Slide 7 Slide 7: Splash-2 Area
Looking at the number of Operations per lamba squared is one measure of how efficient a system is.

Slide 8 Slide 8: Misc

Slide 9 Slide 9: Splash-1

Slide 10 Slide 10: Comparing Splash-1 & 2

Slide 11 Slide 11: Programming Splash-2
In SIMD mode, using dbC, there is somewhat less programming to be done because the Crossbar and X0 have fixed configurations.
Herman asked the question: "How much of the needed code is interfacing rather than Core Kernel programming?" Answer: Most of it; the majority of the core of the program is X1-16, which leaves the Crossbar, Interface Card, X0, and host programming which is primarily interfacing.
So how can we clean up the architecture? Perhaps we could remove the SBus from the memory connections on each board, or at least hide it from the programmer. The main use for the memory connected to each Xilinx chip is either as scratch memory, a large LUT, and occasionally for memory output.
Another suggestion was to use DRAM on the host machine instead of SRAM on the Array Boards. Unfortunately, passing every value to be stored across the SBus to the host is slow, and requires many more resources than an on-board solution. Also, the integration of caching would be very difficult.
A more effective way of cleaning up at least one portion of the interfacing was to use larger Xilinx chips and do away with the Crossbar altogether. Which, incidentally, is what the Wildfire boards from Annapolis Micro Systems does. X0 on each chip is the only Crossbar, with a PCI bus to the host, and more FIFO buffers.

Slide 12 Slide 12: Comparing Strings By Edit Distance

Slide 13 Slide 13: Issues in Algorithm Design

Slide 14 Slide 14: Example
Find the distance between Strings of 2 different lengths.
Always assume you have a minimum distance.

Slide 15 Slide 15: Edit Distance by Dynamic Programming
Given is a recursive algorithm for calculating Edit Distance.

Slide 16 Slide 16: DP Example
The way to visualize a Dynamic Programming comparison of two strings.
Notice that the cost to build each string "from scratch" is listed underneath or to the right of each string. Each string is built by doing an Insert operation at the end of the string for each letter, at a cost of 1/letter.

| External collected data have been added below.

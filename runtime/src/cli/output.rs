//! Output helpers shared by the subcommands.
//!
//! Global flags are published through environment variables by `main`, so
//! any module can check them without threading a context through.

use serde::Serialize;

pub fn is_json() -> bool {
    flag("REELFEED_JSON")
}

pub fn is_quiet() -> bool {
    flag("REELFEED_QUIET")
}

pub fn is_verbose() -> bool {
    flag("REELFEED_VERBOSE")
}

fn flag(name: &str) -> bool {
    std::env::var(name).map(|v| v == "1").unwrap_or(false)
}

/// Pretty-print any serializable value to stdout.
pub fn print_json<T: Serialize + ?Sized>(value: &T) {
    match serde_json::to_string_pretty(value) {
        Ok(text) => println!("{text}"),
        Err(e) => eprintln!("  Error: could not encode output: {e}"),
    }
}

/// Status glyphs for human-readable output.
pub struct Styled {
    color: bool,
}

impl Styled {
    pub fn new() -> Self {
        Self {
            color: std::env::var_os("NO_COLOR").is_none() && !flag("REELFEED_NO_COLOR"),
        }
    }

    pub fn ok_sym(&self) -> &'static str {
        if self.color {
            "\x1b[32m[OK]\x1b[0m"
        } else {
            "[OK]"
        }
    }

    pub fn warn_sym(&self) -> &'static str {
        if self.color {
            "\x1b[33m[!!]\x1b[0m"
        } else {
            "[!!]"
        }
    }
}

impl Default for Styled {
    fn default() -> Self {
        Self::new()
    }
}
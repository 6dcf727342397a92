//! Browser-driven acquisition engine.
//!
//! A single queue worker drives one browser session through two listing
//! surfaces, resolves media per candidate, and falls back to a synthetic
//! catalog when nothing playable comes back.

pub mod diagnostics;
pub mod extractor;
pub mod fallback;
pub mod pipeline;
pub mod queue;
pub mod resolver;

use anyhow::{bail, Result};
use serde::{Deserialize, Serialize};
use std::future::Future;
use std::time::Duration;

/// One upstream listing page scanned for candidates.
#[derive(Debug, Clone, PartialEq, Serialize, Deserialize)]
pub struct Surface {
    /// Short label used in logs and errors.
    pub name: String,
    pub url: String,
}

impl Surface {
    pub fn new(name: impl Into<String>, url: impl Into<String>) -> Self {
        Self {
            name: name.into(),
            url: url.into(),
        }
    }

    /// The main shorts feed.
    pub fn primary_feed() -> Self {
        Self::new("primary", "https://www.youtube.com/shorts/")
    }

    /// The trending shorts chart.
    pub fn trending() -> Self {
        Self::new(
            "trending",
            "https://www.youtube.com/feed/trending?bp=4gINGgt2dG1hX2NoYXJ0cw%3D%3D",
        )
    }
}

/// Run one browser step under a hard time bound.
pub(crate) async fn bounded<T>(
    limit: Duration,
    what: &str,
    step: impl Future<Output = Result<T>>,
) -> Result<T> {
    match tokio::time::timeout(limit, step).await {
        Ok(result) => result,
        Err(_) => bail!("{what} timed out after {}ms", limit.as_millis()),
    }
}

/// Sleep unless the delay is zero.
pub(crate) async fn pause(delay: Duration) {
    if !delay.is_zero() {
        tokio::time::sleep(delay).await;
    }
}

/// Keep only absolute http(s) URLs; `blob:` and `data:` sources are not playable
/// outside the page that created them.
pub(crate) fn playable_url(raw: &str, base: &url::Url) -> Option<String> {
    let raw = raw.trim();
    if raw.is_empty() {
        return None;
    }
    let resolved = base.join(raw).ok()?;
    match resolved.scheme() {
        "http" | "https" => Some(resolved.to_string()),
        _ => None,
    }
}
//! Environment readiness check.

use crate::cli::output::{self, Styled};
use crate::config::AppConfig;
use crate::renderer::chromium::find_chromium;
use anyhow::Result;

/// Check Chromium availability and report the effective configuration.
pub async fn run() -> Result<()> {
    let config = AppConfig::from_env();
    let chromium = find_chromium(config.chromium_path.as_ref());

    if output::is_json() {
        output::print_json(&serde_json::json!({
            "os": std::env::consts::OS,
            "arch": std::env::consts::ARCH,
            "chromium": chromium.as_ref().map(|p| p.display().to_string()),
            "synthetic": config.service.use_synthetic_data,
            "bind": config.bind_addr(),
            "debugDir": config.debug_dir.as_ref().map(|p| p.display().to_string()),
            "ready": chromium.is_some() || config.service.use_synthetic_data,
        }));
        return Ok(());
    }

    let s = Styled::new();
    println!("Reelfeed Doctor");
    println!("===============");
    println!();
    println!("OS:   {}", std::env::consts::OS);
    println!("Arch: {}", std::env::consts::ARCH);
    println!();

    match &chromium {
        Some(path) => println!("{} Chromium found: {}", s.ok_sym(), path.display()),
        None => println!(
            "{} Chromium NOT found. Set REELFEED_CHROMIUM_PATH or install Chrome.",
            s.warn_sym()
        ),
    }
    if config.service.use_synthetic_data {
        println!("{} Synthetic mode is on; the browser will not be used", s.warn_sym());
    }
    if let Some(dir) = &config.debug_dir {
        println!("{} Debug artifacts go to {}", s.ok_sym(), dir.display());
    }
    println!("{} Will listen on {}", s.ok_sym(), config.bind_addr());

    println!();
    if chromium.is_some() {
        println!("Status: READY");
    } else {
        println!("Status: DEGRADED (every request is served synthetic items)");
    }
    Ok(())
}
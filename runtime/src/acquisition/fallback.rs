//! Deterministic synthetic results.
//!
//! Served whenever real acquisition yields nothing, fails, or is switched
//! off. Every entry points at a publicly hosted sample clip that is known to
//! play on the watch client.

use crate::model::{Item, ItemKind};
use chrono::Utc;

/// Source tag attached to synthetic batches so clients can tell them apart.
pub const FALLBACK_SOURCE_TAG: &str = "synthetic-fallback";

/// Link prefix for synthetic items.
pub const DEFAULT_FALLBACK_LINK_BASE: &str = "https://www.youtube.com/shorts/";

/// One known-playable sample video.
#[derive(Debug, Clone, Copy)]
pub struct CatalogEntry {
    pub slug: &'static str,
    pub media_url: &'static str,
}

pub const SAMPLE_CATALOG: [CatalogEntry; 5] = [
    CatalogEntry {
        slug: "for-bigger-blazes",
        media_url: "https://commondatastorage.googleapis.com/gtv-videos-bucket/sample/ForBiggerBlazes.mp4",
    },
    CatalogEntry {
        slug: "for-bigger-escapes",
        media_url: "https://commondatastorage.googleapis.com/gtv-videos-bucket/sample/ForBiggerEscapes.mp4",
    },
    CatalogEntry {
        slug: "for-bigger-fun",
        media_url: "https://commondatastorage.googleapis.com/gtv-videos-bucket/sample/ForBiggerFun.mp4",
    },
    CatalogEntry {
        slug: "for-bigger-joyrides",
        media_url: "https://commondatastorage.googleapis.com/gtv-videos-bucket/sample/ForBiggerJoyrides.mp4",
    },
    CatalogEntry {
        slug: "for-bigger-meltdowns",
        media_url: "https://commondatastorage.googleapis.com/gtv-videos-bucket/sample/ForBiggerMeltdowns.mp4",
    },
];

#[derive(Debug, Clone)]
pub struct FallbackSynthesizer {
    link_base: String,
}

impl Default for FallbackSynthesizer {
    fn default() -> Self {
        Self::new(DEFAULT_FALLBACK_LINK_BASE)
    }
}

impl FallbackSynthesizer {
    pub fn new(link_base: impl Into<String>) -> Self {
        Self {
            link_base: link_base.into(),
        }
    }

    /// Produce exactly `count` items by cycling the catalog.
    ///
    /// Item `i` gets id `{slug}-{i}`, so ids are unique within a batch and
    /// identical across calls.
    pub fn generate(&self, count: usize) -> Vec<Item> {
        let observed_at = Utc::now();
        SAMPLE_CATALOG
            .iter()
            .cycle()
            .take(count)
            .enumerate()
            .map(|(i, entry)| {
                let id = format!("{}-{i}", entry.slug);
                Item {
                    kind: ItemKind::Short,
                    source_link: format!("{}{id}", self.link_base),
                    id,
                    media_url: Some(entry.media_url.to_string()),
                    observed_at,
                }
            })
            .collect()
    }
}
//! Lifecycle of the single automated browser session.
//!
//! The manager is owned by the acquisition queue worker and lent to each
//! pipeline run by `&mut`, so at most one session can exist at a time
//! without any global state.

use crate::acquisition::bounded;
use crate::error::{AcquisitionError, AcquisitionResult};
use crate::renderer::{DeviceProfile, RenderContext, Renderer};
use chrono::{DateTime, Utc};
use serde::Serialize;
use std::sync::Arc;
use std::time::{Duration, Instant};
use tracing::{debug, info, warn};

/// Default number of launch attempts before a start is reported as failed.
pub const DEFAULT_LAUNCH_ATTEMPTS: u32 = 2;

/// Bound on a single browser launch.
pub const DEFAULT_LAUNCH_TIMEOUT: Duration = Duration::from_secs(60);

/// Bound on tearing a session down. A browser that does not close in time is
/// abandoned.
pub const DEFAULT_CLOSE_TIMEOUT: Duration = Duration::from_secs(20);

/// Observable state of the session slot.
#[derive(Debug, Clone, Copy, PartialEq, Eq, Serialize)]
#[serde(rename_all = "snake_case")]
pub enum SessionState {
    Absent,
    Starting,
    Active,
    Closing,
}

/// A live browser session.
pub struct Session {
    /// Sequence number of this session within the process.
    pub id: u64,
    context: Box<dyn RenderContext>,
    started_at: DateTime<Utc>,
    started: Instant,
}

impl Session {
    /// Get the browser context for this session.
    pub fn context(&self) -> &dyn RenderContext {
        self.context.as_ref()
    }

    /// Get the browser context for navigation.
    pub fn context_mut(&mut self) -> &mut dyn RenderContext {
        self.context.as_mut()
    }

    pub fn started_at(&self) -> DateTime<Utc> {
        self.started_at
    }

    /// How long the session has been alive.
    pub fn age(&self) -> Duration {
        self.started.elapsed()
    }
}

/// Owns the one browser session slot.
pub struct BrowserSessionManager {
    renderer: Arc<dyn Renderer>,
    profile: DeviceProfile,
    launch_attempts: u32,
    launch_timeout: Duration,
    close_timeout: Duration,
    state: SessionState,
    current: Option<Session>,
    launches: u64,
}

impl BrowserSessionManager {
    pub fn new(renderer: Arc<dyn Renderer>, profile: DeviceProfile) -> Self {
        Self {
            renderer,
            profile,
            launch_attempts: DEFAULT_LAUNCH_ATTEMPTS,
            launch_timeout: DEFAULT_LAUNCH_TIMEOUT,
            close_timeout: DEFAULT_CLOSE_TIMEOUT,
            state: SessionState::Absent,
            current: None,
            launches: 0,
        }
    }

    /// Override how many times a failed launch is retried (minimum one attempt).
    pub fn with_launch_attempts(mut self, attempts: u32) -> Self {
        self.launch_attempts = attempts.max(1);
        self
    }

    /// Override the launch and close time bounds.
    pub fn with_timeouts(mut self, launch: Duration, close: Duration) -> Self {
        self.launch_timeout = launch;
        self.close_timeout = close;
        self
    }

    pub fn state(&self) -> SessionState {
        self.state
    }

    /// Number of sessions successfully started so far.
    pub fn launches(&self) -> u64 {
        self.launches
    }

    /// Start a fresh session, tearing down any stale one first.
    ///
    /// A failure to close the stale session is logged and the session is
    /// discarded anyway. Launch failures are retried up to the configured
    /// attempt count before surfacing as [`AcquisitionError::Session`].
    pub async fn start(&mut self) -> AcquisitionResult<&mut Session> {
        if self.current.is_some() {
            warn!("stale browser session still held; closing before start");
            self.stop().await;
        }

        self.state = SessionState::Starting;
        let mut last_error = String::new();

        for attempt in 1..=self.launch_attempts {
            let launch = self.renderer.launch(&self.profile);
            match bounded(self.launch_timeout, "browser launch", launch).await {
                Ok(context) => {
                    self.launches += 1;
                    let session = Session {
                        id: self.launches,
                        context,
                        started_at: Utc::now(),
                        started: Instant::now(),
                    };
                    info!(
                        session = session.id,
                        renderer = self.renderer.name(),
                        attempt,
                        "browser session started"
                    );
                    self.state = SessionState::Active;
                    return Ok(self.current.insert(session));
                }
                Err(e) => {
                    warn!(attempt, error = %format!("{e:#}"), "browser launch failed");
                    last_error = format!("{e:#}");
                }
            }
        }

        self.state = SessionState::Absent;
        Err(AcquisitionError::Session(format!(
            "launch failed after {} attempt(s): {last_error}",
            self.launch_attempts
        )))
    }

    /// Get the running session, if any.
    pub fn current_mut(&mut self) -> Option<&mut Session> {
        self.current.as_mut()
    }

    /// Close the current session. Idempotent; close failures are logged only.
    pub async fn stop(&mut self) {
        let Some(session) = self.current.take() else {
            self.state = SessionState::Absent;
            return;
        };

        self.state = SessionState::Closing;
        let id = session.id;
        let age = session.age();
        match bounded(self.close_timeout, "session close", session.context.close()).await {
            Ok(()) => debug!(session = id, age_ms = age.as_millis() as u64, "browser session closed"),
            Err(e) => warn!(session = id, error = %format!("{e:#}"), "browser session did not close cleanly; discarded"),
        }
        self.state = SessionState::Absent;
    }
}
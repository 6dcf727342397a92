// Copyright 2026 Reelfeed Contributors
// SPDX-License-Identifier: Apache-2.0

//! Caller-facing feed operations.
//!
//! Every operation here is total: acquisition failures of any kind are
//! absorbed and answered with a synthetic batch.

use crate::acquisition::fallback::{FallbackSynthesizer, FALLBACK_SOURCE_TAG};
use crate::acquisition::queue::AcquisitionQueue;
use crate::model::Item;
use chrono::{DateTime, Utc};
use serde::Serialize;
use std::time::Instant;
use tracing::{info, warn};

/// Descriptive tag for real batches. Opaque to every consumer.
pub const DEFAULT_SOURCE_TAG: &str = "instagram-reels";

#[derive(Debug, Clone)]
pub struct ServiceConfig {
    /// Serve synthetic items without ever launching a browser.
    pub use_synthetic_data: bool,
    pub source_tag: String,
    /// Used when the caller gives no (or a zero) limit.
    pub default_limit: usize,
    /// Upper clamp on any requested limit.
    pub max_limit: usize,
}

impl Default for ServiceConfig {
    fn default() -> Self {
        Self {
            use_synthetic_data: false,
            source_tag: DEFAULT_SOURCE_TAG.to_string(),
            default_limit: 10,
            max_limit: 50,
        }
    }
}

/// Result of `request_items`.
#[derive(Debug, Clone, Serialize)]
#[serde(rename_all = "camelCase")]
pub struct FeedBatch {
    pub items: Vec<Item>,
    pub count: usize,
    pub generated_at: DateTime<Utc>,
    pub source_tag: String,
}

impl FeedBatch {
    fn new(items: Vec<Item>, source_tag: &str) -> Self {
        Self {
            count: items.len(),
            items,
            generated_at: Utc::now(),
            source_tag: source_tag.to_string(),
        }
    }

    pub fn is_synthetic(&self) -> bool {
        self.source_tag == FALLBACK_SOURCE_TAG
    }
}

/// Result of `force_refresh`.
#[derive(Debug, Clone, Serialize)]
#[serde(rename_all = "camelCase")]
pub struct RefreshReport {
    pub accepted: bool,
    pub item_count: usize,
    pub generated_at: DateTime<Utc>,
}

/// Result of `health_status`.
#[derive(Debug, Clone, Serialize)]
#[serde(rename_all = "camelCase")]
pub struct HealthStatus {
    pub status: &'static str,
    pub using_synthetic_data: bool,
    pub timestamp: DateTime<Utc>,
}

/// Queue depth and uptime for the status endpoint.
#[derive(Debug, Clone, Serialize)]
#[serde(rename_all = "camelCase")]
pub struct QueueStatus {
    pub busy: bool,
    pub pending_jobs: usize,
    pub uptime_seconds: f64,
    pub version: &'static str,
}

pub struct FeedService {
    queue: AcquisitionQueue,
    fallback: FallbackSynthesizer,
    config: ServiceConfig,
    started_at: Instant,
}

impl FeedService {
    pub fn new(queue: AcquisitionQueue, fallback: FallbackSynthesizer, config: ServiceConfig) -> Self {
        Self {
            queue,
            fallback,
            config,
            started_at: Instant::now(),
        }
    }

    pub fn config(&self) -> &ServiceConfig {
        &self.config
    }

    /// Clamp a caller limit into `[1, max_limit]`, defaulting absent or zero.
    pub fn effective_limit(&self, limit: Option<usize>) -> usize {
        match limit {
            Some(n) if n > 0 => n.min(self.config.max_limit.max(1)),
            _ => self.config.default_limit.clamp(1, self.config.max_limit.max(1)),
        }
    }

    /// Up to `limit` items, real when possible, synthetic otherwise.
    pub async fn request_items(&self, limit: Option<usize>) -> FeedBatch {
        let limit = self.effective_limit(limit);

        if self.config.use_synthetic_data {
            info!(limit, "serving synthetic items");
            return self.synthetic_batch(limit);
        }

        match self.queue.submit(limit).await {
            Ok(mut items) if !items.is_empty() => {
                items.truncate(limit);
                info!(returned = items.len(), limit, "serving acquired items");
                FeedBatch::new(items, &self.config.source_tag)
            }
            Ok(_) => {
                warn!(limit, "acquisition returned nothing; serving fallback");
                self.synthetic_batch(limit)
            }
            Err(e) => {
                warn!(limit, kind = e.kind(), error = %e, "acquisition failed; serving fallback");
                self.synthetic_batch(limit)
            }
        }
    }

    /// Run a fresh default-size acquisition and report how many items it produced.
    pub async fn force_refresh(&self) -> RefreshReport {
        let limit = self.effective_limit(None);

        let item_count = if self.config.use_synthetic_data {
            limit
        } else {
            match self.queue.submit(limit).await {
                Ok(items) if !items.is_empty() => items.len(),
                Ok(_) => {
                    warn!("refresh produced nothing; reporting synthetic count");
                    limit
                }
                Err(e) => {
                    warn!(kind = e.kind(), error = %e, "refresh failed; reporting synthetic count");
                    limit
                }
            }
        };

        RefreshReport {
            accepted: true,
            item_count,
            generated_at: Utc::now(),
        }
    }

    /// Process-wide configuration, not pipeline health.
    pub fn health_status(&self) -> HealthStatus {
        HealthStatus {
            status: "healthy",
            using_synthetic_data: self.config.use_synthetic_data,
            timestamp: Utc::now(),
        }
    }

    pub fn queue_status(&self) -> QueueStatus {
        QueueStatus {
            busy: self.queue.is_busy(),
            pending_jobs: self.queue.pending(),
            uptime_seconds: self.started_at.elapsed().as_secs_f64(),
            version: env!("CARGO_PKG_VERSION"),
        }
    }

    fn synthetic_batch(&self, limit: usize) -> FeedBatch {
        FeedBatch::new(self.fallback.generate(limit), FALLBACK_SOURCE_TAG)
    }
}
//! Candidate extraction from a rendered listing surface.
//!
//! Two heuristics run over the same document snapshot and their results
//! are concatenated. The feed markup differs between layouts: some render
//! items as anchors, others as bare `<video>` elements nested somewhere
//! under an anchor. Duplicates are collapsed later by the pipeline.

use super::{bounded, pause, playable_url, Surface};
use crate::error::{AcquisitionError, AcquisitionResult};
use crate::model::{is_valid_id, Item};
use crate::session::Session;
use anyhow::Context;
use chrono::{DateTime, Utc};
use rand::Rng;
use scraper::{ElementRef, Html, Selector};
use std::time::Duration;
use tracing::{debug, info, warn};
use url::Url;

/// Path marker that identifies an item detail link.
pub const DEFAULT_DETAIL_MARKER: &str = "/shorts/";

/// Timing and matching knobs for surface extraction.
#[derive(Debug, Clone)]
pub struct ExtractorConfig {
    /// Bound on the initial page load.
    pub navigation_timeout: Duration,
    /// Wait after load for client-side rendering.
    pub settle_delay: Duration,
    /// Number of one-viewport scrolls.
    pub scroll_iterations: u32,
    /// Lower bound of the jittered pause after each scroll.
    pub scroll_pause_min: Duration,
    /// Upper bound of the jittered pause after each scroll.
    pub scroll_pause_max: Duration,
    /// Bound on each scroll and on the document snapshot.
    pub step_timeout: Duration,
    pub detail_marker: String,
}

impl Default for ExtractorConfig {
    fn default() -> Self {
        Self {
            navigation_timeout: Duration::from_secs(60),
            settle_delay: Duration::from_secs(5),
            scroll_iterations: 5,
            scroll_pause_min: Duration::from_secs(2),
            scroll_pause_max: Duration::from_secs(3),
            step_timeout: Duration::from_secs(20),
            detail_marker: DEFAULT_DETAIL_MARKER.to_string(),
        }
    }
}

impl ExtractorConfig {
    /// Same protocol with every wait removed. Used by one-shot tooling and tests.
    pub fn without_delays() -> Self {
        Self {
            settle_delay: Duration::ZERO,
            scroll_pause_min: Duration::ZERO,
            scroll_pause_max: Duration::ZERO,
            ..Self::default()
        }
    }
}

/// Loads a surface, paginates it by scrolling, and harvests candidates.
pub struct ContentExtractor {
    config: ExtractorConfig,
}

impl ContentExtractor {
    pub fn new(config: ExtractorConfig) -> Self {
        Self { config }
    }

    pub fn config(&self) -> &ExtractorConfig {
        &self.config
    }

    /// Run the full extraction protocol against one surface.
    pub async fn extract(
        &self,
        session: &mut Session,
        surface: &Surface,
    ) -> AcquisitionResult<Vec<Item>> {
        let ctx = session.context_mut();

        let limit = self.config.navigation_timeout;
        let nav = bounded(
            limit,
            "navigation",
            ctx.navigate(&surface.url, limit.as_millis() as u64),
        )
        .await
        .map_err(|e| AcquisitionError::navigation(&surface.url, e))?;
        debug!(
            surface = %surface.name,
            load_time_ms = nav.load_time_ms,
            "surface loaded"
        );

        pause(self.config.settle_delay).await;

        let iterations = self.config.scroll_iterations;
        for i in 0..iterations {
            if let Err(e) = bounded(self.config.step_timeout, "scroll", ctx.scroll_viewport()).await
            {
                warn!(surface = %surface.name, error = %format!("{e:#}"), "scrolling stopped early");
                break;
            }
            pause(self.scroll_pause()).await;
            debug!(surface = %surface.name, "scroll {}/{iterations} completed", i + 1);
        }

        let html = bounded(self.config.step_timeout, "document snapshot", ctx.get_html())
            .await
            .map_err(|e| extraction_error(surface, e))?;
        let page_url = match ctx.get_url().await {
            Ok(url) if !url.is_empty() && url != "about:blank" => url,
            _ => nav.final_url,
        };

        let items = extract_from_document(&html, &page_url, &self.config.detail_marker)
            .map_err(|e| extraction_error(surface, e))?;

        info!(surface = %surface.name, found = items.len(), "surface extracted");
        Ok(items)
    }

    fn scroll_pause(&self) -> Duration {
        let (min, max) = (self.config.scroll_pause_min, self.config.scroll_pause_max);
        if max <= min {
            return min;
        }
        rand::thread_rng().gen_range(min..=max)
    }
}

fn extraction_error(surface: &Surface, err: anyhow::Error) -> AcquisitionError {
    AcquisitionError::Extraction {
        surface: surface.name.clone(),
        reason: format!("{err:#}"),
    }
}

/// Parse the item id out of a link: the path segment right after `marker`,
/// with any query or fragment cut off. Too-short ids are rejected.
pub fn parse_item_id(href: &str, marker: &str) -> Option<String> {
    let (_, rest) = href.split_once(marker)?;
    let id = rest
        .split(|c| matches!(c, '?' | '#' | '/'))
        .next()
        .unwrap_or_default();
    is_valid_id(id).then(|| id.to_string())
}

/// Apply both heuristics to a document snapshot.
pub fn extract_from_document(html: &str, page_url: &str, marker: &str) -> anyhow::Result<Vec<Item>> {
    let base = Url::parse(page_url).with_context(|| format!("invalid page URL: {page_url}"))?;
    let doc = Html::parse_document(html);
    let observed_at = Utc::now();

    let mut items = link_candidates(&doc, &base, marker, observed_at);
    items.extend(media_candidates(&doc, &base, marker, observed_at));
    Ok(items)
}

/// Link heuristic: every anchor pointing at a detail page.
pub fn link_candidates(doc: &Html, base: &Url, marker: &str, observed_at: DateTime<Utc>) -> Vec<Item> {
    let anchors = Selector::parse("a[href]").expect("anchor selector is valid");
    doc.select(&anchors)
        .filter_map(|a| candidate_from_href(a.value().attr("href")?, base, marker, observed_at))
        .collect()
}

/// Media-element heuristic: every `<video>` under a detail anchor. A playable
/// `src` on the element is captured so the item can skip resolution.
pub fn media_candidates(doc: &Html, base: &Url, marker: &str, observed_at: DateTime<Utc>) -> Vec<Item> {
    let videos = Selector::parse("video").expect("video selector is valid");
    doc.select(&videos)
        .filter_map(|video| {
            let anchor = nearest_detail_anchor(video, marker)?;
            let item = candidate_from_href(anchor.value().attr("href")?, base, marker, observed_at)?;
            Some(match video_source(video, base) {
                Some(media) => item.with_media(media),
                None => item,
            })
        })
        .collect()
}

/// The element's own `src`, else the first playable nested `<source src>`.
fn video_source(video: ElementRef<'_>, base: &Url) -> Option<String> {
    let sources = Selector::parse("source[src]").expect("source selector is valid");
    video
        .value()
        .attr("src")
        .and_then(|src| playable_url(src, base))
        .or_else(|| {
            video
                .select(&sources)
                .filter_map(|el| el.value().attr("src"))
                .find_map(|src| playable_url(src, base))
        })
}

fn nearest_detail_anchor<'a>(element: ElementRef<'a>, marker: &str) -> Option<ElementRef<'a>> {
    element.ancestors().filter_map(ElementRef::wrap).find(|el| {
        el.value().name() == "a" && el.value().attr("href").is_some_and(|h| h.contains(marker))
    })
}

fn candidate_from_href(
    href: &str,
    base: &Url,
    marker: &str,
    observed_at: DateTime<Utc>,
) -> Option<Item> {
    let mut link = base.join(href).ok()?;
    let id = parse_item_id(link.path(), marker)?;
    link.set_query(None);
    link.set_fragment(None);
    Item::candidate(link.to_string(), id, observed_at)
}
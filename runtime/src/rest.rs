// Copyright 2026 Reelfeed Contributors
// SPDX-License-Identifier: Apache-2.0

//! HTTP REST API for Reelfeed.
//!
//! Thin transport over [`FeedService`]. Response shapes for `/reels`,
//! `/refresh` and `/health` match what the watch client decodes.

use crate::model::Item;
use crate::service::FeedService;
use axum::extract::{Query, State};
use axum::routing::{get, post};
use axum::{Json, Router};
use chrono::{DateTime, Utc};
use serde::{Deserialize, Serialize};
use serde_json::Value;
use std::sync::Arc;
use tower_http::cors::{Any, CorsLayer};
use tracing::info;

/// Build the axum Router with all REST endpoints.
pub fn router(service: Arc<FeedService>) -> Router {
    let cors = CorsLayer::new()
        .allow_origin(Any)
        .allow_methods(Any)
        .allow_headers(Any);

    Router::new()
        .route("/health", get(health))
        .route("/reels", get(reels))
        .route("/refresh", post(refresh))
        .route("/api/v1/status", get(status))
        .layer(cors)
        .with_state(service)
}

/// Serve the REST API until the process is asked to stop.
pub async fn serve(addr: &str, service: Arc<FeedService>) -> anyhow::Result<()> {
    let app = router(service);
    let listener = tokio::net::TcpListener::bind(addr).await?;
    info!("REST API listening on http://{}", listener.local_addr()?);

    axum::serve(listener, app)
        .with_graceful_shutdown(async {
            let _ = tokio::signal::ctrl_c().await;
            info!("received shutdown signal");
        })
        .await?;
    Ok(())
}

// ── Wire types ──────────────────────────────────────────────────

#[derive(Debug, Default, Deserialize)]
struct ReelsParams {
    /// Kept as text so junk like `?limit=abc` falls back to the default.
    limit: Option<String>,
}

/// Body of `GET /reels`.
#[derive(Debug, Serialize, Deserialize)]
pub struct ReelsResponse {
    pub reels: Vec<Item>,
    pub metadata: ReelsMetadata,
}

#[derive(Debug, Serialize, Deserialize)]
#[serde(rename_all = "camelCase")]
pub struct ReelsMetadata {
    pub total: usize,
    pub scraped_at: DateTime<Utc>,
    pub source: String,
}

/// Leading decimal digits of the query value, so `7abc` reads as 7.
fn parse_limit(raw: Option<&str>) -> Option<usize> {
    let s = raw?.trim_start();
    let end = s.find(|c: char| !c.is_ascii_digit()).unwrap_or(s.len());
    s[..end].parse().ok()
}

// ── Handlers ────────────────────────────────────────────────────

async fn health(State(service): State<Arc<FeedService>>) -> Json<Value> {
    let health = service.health_status();
    Json(serde_json::json!({
        "status": health.status,
        "timestamp": health.timestamp,
        "usingSyntheticData": health.using_synthetic_data,
        "mockData": health.using_synthetic_data,
        "source": service.config().source_tag,
    }))
}

async fn reels(
    State(service): State<Arc<FeedService>>,
    Query(params): Query<ReelsParams>,
) -> Json<ReelsResponse> {
    let batch = service
        .request_items(parse_limit(params.limit.as_deref()))
        .await;

    Json(ReelsResponse {
        metadata: ReelsMetadata {
            total: batch.count,
            scraped_at: batch.generated_at,
            source: batch.source_tag,
        },
        reels: batch.items,
    })
}

async fn refresh(State(service): State<Arc<FeedService>>) -> Json<Value> {
    let report = service.force_refresh().await;
    Json(serde_json::json!({
        "success": report.accepted,
        "accepted": report.accepted,
        "count": report.item_count,
        "message": format!("Refreshed {} items", report.item_count),
        "timestamp": report.generated_at,
    }))
}

async fn status(State(service): State<Arc<FeedService>>) -> Json<Value> {
    Json(serde_json::json!({
        "running": true,
        "queue": service.queue_status(),
        "synthetic": service.config().use_synthetic_data,
    }))
}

Slide 17 Slide 17: DP Example
Here is the completed table for building one string based on the other (the distance between each string).
To move to the from a location to adjoining location is as follows: Diagonals have a zero distance when the source and target letters are the same, because only a Match operation seperates them. Otherwise, there is a distance of 2 for a substitution.
The number in the lower right hand location gives the minimum distance from one string to another. Note that there are multiple paths from the lower right corner to the upper left, but only paths that are decreasing in value are valid.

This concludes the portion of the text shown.